Giovanni Fratello si è suicidato dopo una lunga battaglia contro una grave malattia. Rosanna ha condiviso i suoi sentimenti riguardo alla morte di suo fratello Giuseppe a Verissimo: “Preferisco ricordarlo con un sorriso, poiché ha sacrificato la sua vita per la mia carriera, portandomi sempre in giro e offrendomi questa opportunità. La sua vita è stata breve, segnata da una malattia, e alla fine ha fatto la scelta di non essere più con noi, una decisione estremamente dolorosa”.

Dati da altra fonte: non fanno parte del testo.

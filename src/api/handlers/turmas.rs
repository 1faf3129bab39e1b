//! CRUD handlers for classes.
//!
//! `professor_id` is a soft reference: the roster service owns both
//! sides, so no outbound check happens here.

use axum::{
    Json,
    extract::{Path, State},
    http::StatusCode,
};
use tracing::info;
use validator::Validate;

use crate::api::extract::AppJson;
use crate::app::GerenciamentoState;
use crate::domain::{AppError, CreateTurmaRequest, EntityId, Turma, UpdateTurmaRequest};

pub async fn list(State(state): State<GerenciamentoState>) -> Result<Json<Vec<Turma>>, AppError> {
    Ok(Json(state.turmas.list()?))
}

pub async fn get(
    State(state): State<GerenciamentoState>,
    Path(id): Path<EntityId>,
) -> Result<Json<Turma>, AppError> {
    let turma = state
        .turmas
        .get(id)?
        .ok_or_else(|| AppError::not_found(id))?;
    Ok(Json(turma))
}

pub async fn create(
    State(state): State<GerenciamentoState>,
    AppJson(payload): AppJson<CreateTurmaRequest>,
) -> Result<(StatusCode, Json<Turma>), AppError> {
    payload.validate()?;
    let created = state.turmas.insert(Turma::from(payload))?;
    info!(id = created.id, "turma created");
    Ok((StatusCode::CREATED, Json(created)))
}

pub async fn update(
    State(state): State<GerenciamentoState>,
    Path(id): Path<EntityId>,
    AppJson(patch): AppJson<UpdateTurmaRequest>,
) -> Result<Json<Turma>, AppError> {
    patch.validate()?;
    let updated = state.turmas.update(id, |turma| turma.apply(patch))?;
    Ok(Json(updated))
}

pub async fn remove(
    State(state): State<GerenciamentoState>,
    Path(id): Path<EntityId>,
) -> Result<StatusCode, AppError> {
    state.turmas.remove(id)?;
    info!(id, "turma removed");
    Ok(StatusCode::NO_CONTENT)
}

A Silvia Toffanin, che le chiedeva se avesse mai immaginato un gesto del genere da parte di Giovanni, Rosanna ha risposto negativamente e ha poi rivisitato quei momenti drammatici che hanno condotto alla morte di suo fratello: “Non ce la faceva più, era giunto a un punto critico. Ricordo che due secondi prima eravamo entrate in camera io e mia madre per stare con lui, poi, dopo due secondi, siamo andate in cucina e abbiamo sentito un rumore sconvolgente, e mio fratello non c’era più. Questo è stato il peggior incubo che una sorella, e soprattutto una madre, possa vivere. Non lo auguro a nessuno. I genitori dovrebbero andarsene sempre prima dei figli; è un dolore che non svanisce mai. Non c’è una sera in cui non preghi e chieda a lui di essere vicino a tutta la famiglia. Che altro dire? Mi rivolgo sempre a lui ringraziandolo per essere stato mio fratello, perché un fratello così lo vorresti sempre, ma ora non c’è più.”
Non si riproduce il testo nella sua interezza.